Successive governments chose to borrow money rather than impose progressive taxes to finance their irresponsible spending. Consequently, governments issued credit at unjustifiably high rates by offering bondholders – particularly banks and wealthy individuals – egregious returns, leading to an extreme concentration of wealth through socially regressive distribution. Interest payments on debt, which totaled about US$86 billion from 1992 to 2019, mostly benefited the resident and non-resident capitalist class within the country’s financial system. The government even exempted Eurobond holders from taxes on interest they made. On the social front, the country’s largest social expenditure was on subsidies, namely on electricity prices through subsidizing fuel prices. Beyond bringing the electricity sector to its demise, these subsidies disproportionately benefited larger consumers as well as fuel importers, and had very few positive effects on people’s welfare. 

Gutting oversight mechanisms and responsibilities

Policies that favor the country’s confessional and economic elite are complimented and aided by policies that prevent accountability in managing state resources. The feebleness of the budgetary accountability process is most strikingly exemplified by the fact that the Parliament failed to pass a budget for 12 years, from 2006 to 2017. In other years when the country had a budget in place, it took, on average, four months (more precisely 113 days) after the constitutional deadline to ratify it.

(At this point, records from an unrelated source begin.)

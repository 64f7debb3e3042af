// ==================== USER LIFECYCLE ====================
// Email uniqueness is checked inside the same transaction as the insert.
// Deleting a user removes their recipes in the same transaction.

use mongodb::bson::oid::ObjectId;

use crate::{
    models::{User, UserRequest},
    store::Store,
    utils::{parse_object_id, AppError},
};

pub async fn create_user(store: &dyn Store, request: UserRequest) -> Result<User, AppError> {
    request.validate()?;

    let mut tx = store.begin().await?;

    if tx.find_user_by_email(&request.email).await?.is_some() {
        tx.abort().await?;
        return Err(AppError::DuplicateEmail);
    }

    let user = User {
        id: ObjectId::new(),
        name: request.name,
        email: request.email,
    };
    tx.insert_user(&user).await?;
    tx.commit().await?;

    log::info!("✅ User {} created ({})", user.id, user.email);
    Ok(user)
}

pub async fn list_users(store: &dyn Store) -> Result<Vec<User>, AppError> {
    store.list_users().await
}

pub async fn get_user(store: &dyn Store, id: &str) -> Result<User, AppError> {
    let id = parse_object_id(id)?;
    store
        .find_user(&id)
        .await?
        .ok_or(AppError::NotFound("User"))
}

/// Replaces name and email. Email is not re-checked here; only the store's
/// unique constraint can reject it.
pub async fn update_user(store: &dyn Store, id: &str, request: UserRequest) -> Result<User, AppError> {
    let id = parse_object_id(id)?;
    request.validate()?;

    let mut tx = store.begin().await?;

    match tx.update_user(&id, &request.name, &request.email).await? {
        Some(user) => {
            tx.commit().await?;
            log::info!("✅ User {} updated", user.id);
            Ok(user)
        }
        None => {
            tx.abort().await?;
            Err(AppError::NotFound("User"))
        }
    }
}

/// Deletes the user and all recipes they created. Returns the number of recipes removed.
pub async fn delete_user(store: &dyn Store, id: &str) -> Result<u64, AppError> {
    let id = parse_object_id(id)?;

    let mut tx = store.begin().await?;

    if tx.find_user(&id).await?.is_none() {
        tx.abort().await?;
        return Err(AppError::NotFound("User"));
    }

    tx.delete_user(&id).await?;
    let removed = tx.delete_recipes_by_creator(&id).await?;
    tx.commit().await?;

    log::info!("🗑️  User {} deleted with {} recipe(s)", id, removed);
    Ok(removed)
}

#[cfg(test)]
mod tests {
    use super::*;
    use crate::services::test_support::{seed_recipe, seed_user};
    use crate::store::MemoryStore;

    #[tokio::test]
    async fn test_duplicate_email_rejected() {
        let store = MemoryStore::new();
        seed_user(&store, "Ana", "ana@example.com").await;

        let second = create_user(
            &store,
            UserRequest { name: "Other Ana".into(), email: "ana@example.com".into() },
        )
        .await;

        assert!(matches!(second, Err(AppError::DuplicateEmail)));
        assert_eq!(list_users(&store).await.unwrap().len(), 1);
    }

    #[tokio::test]
    async fn test_create_requires_fields() {
        let store = MemoryStore::new();
        let result = create_user(&store, UserRequest { name: String::new(), email: "x@example.com".into() }).await;

        assert!(matches!(result, Err(AppError::ValidationFailure(_))));
        assert!(list_users(&store).await.unwrap().is_empty());
    }

    #[tokio::test]
    async fn test_get_user() {
        let store = MemoryStore::new();
        let ana = seed_user(&store, "Ana", "ana@example.com").await;

        assert_eq!(get_user(&store, &ana.id.to_hex()).await.unwrap(), ana);
        assert!(matches!(
            get_user(&store, &ObjectId::new().to_hex()).await,
            Err(AppError::NotFound("User"))
        ));
        assert!(matches!(
            get_user(&store, "not-an-id").await,
            Err(AppError::InvalidIdentifier(_))
        ));
    }

    #[tokio::test]
    async fn test_update_user() {
        let store = MemoryStore::new();
        let ana = seed_user(&store, "Ana", "ana@example.com").await;

        let updated = update_user(
            &store,
            &ana.id.to_hex(),
            UserRequest { name: "Ana Maria".into(), email: "anamaria@example.com".into() },
        )
        .await
        .unwrap();

        assert_eq!(updated.id, ana.id);
        assert_eq!(updated.name, "Ana Maria");
        assert_eq!(get_user(&store, &ana.id.to_hex()).await.unwrap(), updated);
    }

    #[tokio::test]
    async fn test_update_missing_user() {
        let store = MemoryStore::new();
        let result = update_user(
            &store,
            &ObjectId::new().to_hex(),
            UserRequest { name: "Ghost".into(), email: "ghost@example.com".into() },
        )
        .await;

        assert!(matches!(result, Err(AppError::NotFound("User"))));
    }

    #[tokio::test]
    async fn test_update_into_taken_email_hits_store_constraint() {
        let store = MemoryStore::new();
        seed_user(&store, "Ana", "ana@example.com").await;
        let bob = seed_user(&store, "Bob", "bob@example.com").await;

        let result = update_user(
            &store,
            &bob.id.to_hex(),
            UserRequest { name: "Bob".into(), email: "ana@example.com".into() },
        )
        .await;

        assert!(matches!(result, Err(AppError::DuplicateEmail)));
        assert_eq!(get_user(&store, &bob.id.to_hex()).await.unwrap().email, "bob@example.com");
    }

    #[tokio::test]
    async fn test_delete_cascades_to_recipes() {
        let store = MemoryStore::new();
        let ana = seed_user(&store, "Ana", "ana@example.com").await;
        let bob = seed_user(&store, "Bob", "bob@example.com").await;
        seed_recipe(&store, "Pancakes", "eggs,milk", ana.id).await;
        seed_recipe(&store, "Omelette", "eggs", ana.id).await;
        let kept = seed_recipe(&store, "Toast", "bread", bob.id).await;

        assert_eq!(delete_user(&store, &ana.id.to_hex()).await.unwrap(), 2);

        assert!(store.find_user(&ana.id).await.unwrap().is_none());
        assert_eq!(store.list_recipes().await.unwrap(), vec![kept]);
    }

    #[tokio::test]
    async fn test_delete_missing_user() {
        let store = MemoryStore::new();
        assert!(matches!(
            delete_user(&store, &ObjectId::new().to_hex()).await,
            Err(AppError::NotFound("User"))
        ));
    }
}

Not only did the Parliament abandon its oversight role in the process, but it also normalized the illegal practice of not passing a budget by approving about 700 treasury advances – which allowed the government to spend from 1992 to 2015 – of which 240 were passed in 2011 and 2012 alone. In fact, the Parliament and its speaker became a de facto part of the executive branch, breaching the principle of separation of powers.

Other oversight agencies like the Court of Account, which is tasked with auditing the country’s expenses, have been purposefully weakened by undermining its financial and human capacity, unlike overstaffed line ministries. The Court of Account also lost much of its prerogatives on the budget due to extrabudgetary spending through special funds (south, displaced, and CDR), which is only subject to post-audit monitoring that is rendered impossible due to the Court of Account’s limited capacity.

The 2022 budget and the process by which it passed are but a symptom of the transgressions of Lebanon’s political elite, who have eviscerated the institutional budgetary process. This enfeebled system of elite preservation cannot produce solutions to the current crisis, after all, it is this very system that sits at the core of Lebanon’s current calamity.